Show all lines from the listing below that contain "GatewayError".

========================================================================

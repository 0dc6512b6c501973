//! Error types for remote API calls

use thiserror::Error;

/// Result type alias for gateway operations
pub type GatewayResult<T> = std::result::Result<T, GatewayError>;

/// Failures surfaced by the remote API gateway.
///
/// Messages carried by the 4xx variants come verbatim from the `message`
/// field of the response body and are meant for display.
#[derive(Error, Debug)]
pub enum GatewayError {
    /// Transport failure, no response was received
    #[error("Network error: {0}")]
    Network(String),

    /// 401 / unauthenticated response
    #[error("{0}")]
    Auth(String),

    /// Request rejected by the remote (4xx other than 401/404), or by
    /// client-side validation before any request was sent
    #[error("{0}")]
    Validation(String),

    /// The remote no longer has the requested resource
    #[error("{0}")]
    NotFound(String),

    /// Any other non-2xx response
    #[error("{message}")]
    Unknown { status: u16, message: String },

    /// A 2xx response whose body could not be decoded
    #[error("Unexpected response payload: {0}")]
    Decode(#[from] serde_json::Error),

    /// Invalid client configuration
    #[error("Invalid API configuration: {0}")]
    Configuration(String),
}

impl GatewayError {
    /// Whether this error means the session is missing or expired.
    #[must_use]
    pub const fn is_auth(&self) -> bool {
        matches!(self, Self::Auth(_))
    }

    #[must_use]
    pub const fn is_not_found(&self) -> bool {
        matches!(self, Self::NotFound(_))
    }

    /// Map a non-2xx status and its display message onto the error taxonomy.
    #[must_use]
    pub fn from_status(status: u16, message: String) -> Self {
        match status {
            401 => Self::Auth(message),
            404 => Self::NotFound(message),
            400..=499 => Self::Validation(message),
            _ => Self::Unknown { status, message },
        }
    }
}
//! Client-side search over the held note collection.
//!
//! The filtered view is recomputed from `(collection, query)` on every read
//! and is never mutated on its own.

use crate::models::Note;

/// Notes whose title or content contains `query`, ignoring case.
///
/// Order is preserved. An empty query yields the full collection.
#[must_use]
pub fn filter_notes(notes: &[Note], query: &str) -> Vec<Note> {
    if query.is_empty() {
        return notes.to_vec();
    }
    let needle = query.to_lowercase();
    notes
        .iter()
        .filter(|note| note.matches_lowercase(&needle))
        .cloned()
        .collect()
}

========================================================================

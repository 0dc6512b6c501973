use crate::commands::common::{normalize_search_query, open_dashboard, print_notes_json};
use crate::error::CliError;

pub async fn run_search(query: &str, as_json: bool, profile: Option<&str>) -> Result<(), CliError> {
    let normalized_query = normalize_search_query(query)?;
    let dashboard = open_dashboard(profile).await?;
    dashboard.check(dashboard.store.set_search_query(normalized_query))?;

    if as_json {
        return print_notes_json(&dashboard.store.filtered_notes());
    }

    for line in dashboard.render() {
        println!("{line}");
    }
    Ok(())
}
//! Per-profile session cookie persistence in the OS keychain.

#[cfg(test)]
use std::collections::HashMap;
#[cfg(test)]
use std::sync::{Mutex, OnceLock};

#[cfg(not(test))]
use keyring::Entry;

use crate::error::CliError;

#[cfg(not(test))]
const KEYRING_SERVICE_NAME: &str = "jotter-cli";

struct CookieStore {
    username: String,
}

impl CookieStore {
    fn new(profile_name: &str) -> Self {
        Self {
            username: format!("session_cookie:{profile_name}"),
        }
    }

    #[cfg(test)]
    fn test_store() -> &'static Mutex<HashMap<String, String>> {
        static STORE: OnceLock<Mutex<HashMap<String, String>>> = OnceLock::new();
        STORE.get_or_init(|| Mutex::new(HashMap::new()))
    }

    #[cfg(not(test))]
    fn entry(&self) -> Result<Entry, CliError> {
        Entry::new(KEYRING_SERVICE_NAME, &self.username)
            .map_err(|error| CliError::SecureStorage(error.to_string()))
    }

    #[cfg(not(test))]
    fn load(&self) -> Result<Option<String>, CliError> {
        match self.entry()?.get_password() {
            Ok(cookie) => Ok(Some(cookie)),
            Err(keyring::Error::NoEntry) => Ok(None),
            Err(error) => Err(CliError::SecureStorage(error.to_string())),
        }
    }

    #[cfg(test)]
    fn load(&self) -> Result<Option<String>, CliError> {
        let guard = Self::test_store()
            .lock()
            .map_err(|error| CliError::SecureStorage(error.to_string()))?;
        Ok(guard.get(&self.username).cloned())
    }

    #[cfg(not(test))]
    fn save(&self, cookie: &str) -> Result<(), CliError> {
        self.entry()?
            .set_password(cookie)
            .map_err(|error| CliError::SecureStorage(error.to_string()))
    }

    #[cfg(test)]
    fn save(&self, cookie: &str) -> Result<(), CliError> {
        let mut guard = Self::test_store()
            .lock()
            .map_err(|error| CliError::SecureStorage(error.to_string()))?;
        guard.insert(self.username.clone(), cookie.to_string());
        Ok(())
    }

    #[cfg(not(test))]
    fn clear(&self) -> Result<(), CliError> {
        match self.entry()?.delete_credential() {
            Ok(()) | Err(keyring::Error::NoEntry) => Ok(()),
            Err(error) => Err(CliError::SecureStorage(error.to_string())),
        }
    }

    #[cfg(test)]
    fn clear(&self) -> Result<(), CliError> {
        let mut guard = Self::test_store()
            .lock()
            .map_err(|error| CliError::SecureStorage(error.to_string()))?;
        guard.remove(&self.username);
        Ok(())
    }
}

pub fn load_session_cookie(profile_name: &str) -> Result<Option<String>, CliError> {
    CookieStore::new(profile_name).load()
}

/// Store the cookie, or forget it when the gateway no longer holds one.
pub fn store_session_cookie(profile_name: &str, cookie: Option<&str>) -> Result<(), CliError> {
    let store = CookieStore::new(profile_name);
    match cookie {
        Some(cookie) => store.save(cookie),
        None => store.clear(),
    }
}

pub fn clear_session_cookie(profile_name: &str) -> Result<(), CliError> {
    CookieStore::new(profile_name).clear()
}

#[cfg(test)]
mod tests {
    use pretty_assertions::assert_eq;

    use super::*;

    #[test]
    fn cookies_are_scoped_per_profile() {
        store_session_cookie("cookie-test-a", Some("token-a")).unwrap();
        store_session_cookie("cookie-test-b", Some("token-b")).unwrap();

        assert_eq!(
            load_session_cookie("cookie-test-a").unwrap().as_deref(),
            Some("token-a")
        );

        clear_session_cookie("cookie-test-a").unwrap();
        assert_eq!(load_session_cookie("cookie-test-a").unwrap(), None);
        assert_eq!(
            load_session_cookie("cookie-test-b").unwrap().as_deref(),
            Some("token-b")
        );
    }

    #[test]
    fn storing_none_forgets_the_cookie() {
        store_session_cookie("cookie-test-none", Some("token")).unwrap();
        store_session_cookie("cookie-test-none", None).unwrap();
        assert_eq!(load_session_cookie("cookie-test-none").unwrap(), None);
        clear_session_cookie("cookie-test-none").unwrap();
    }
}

========================================================================

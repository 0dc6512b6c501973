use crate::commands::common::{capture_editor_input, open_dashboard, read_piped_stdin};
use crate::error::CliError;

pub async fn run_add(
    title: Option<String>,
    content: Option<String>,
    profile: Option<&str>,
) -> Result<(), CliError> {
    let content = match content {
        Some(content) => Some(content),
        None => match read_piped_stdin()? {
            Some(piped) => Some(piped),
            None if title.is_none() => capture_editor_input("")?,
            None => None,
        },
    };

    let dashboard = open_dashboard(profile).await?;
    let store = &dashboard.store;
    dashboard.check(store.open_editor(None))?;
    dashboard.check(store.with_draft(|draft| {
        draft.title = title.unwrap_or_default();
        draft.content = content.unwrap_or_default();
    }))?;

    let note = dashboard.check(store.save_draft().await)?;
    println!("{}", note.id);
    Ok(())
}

========================================================================

Output for this exercise
pub type GatewayResult<T> = std::result::Result<T, GatewayError>;
pub enum GatewayError {
impl GatewayError {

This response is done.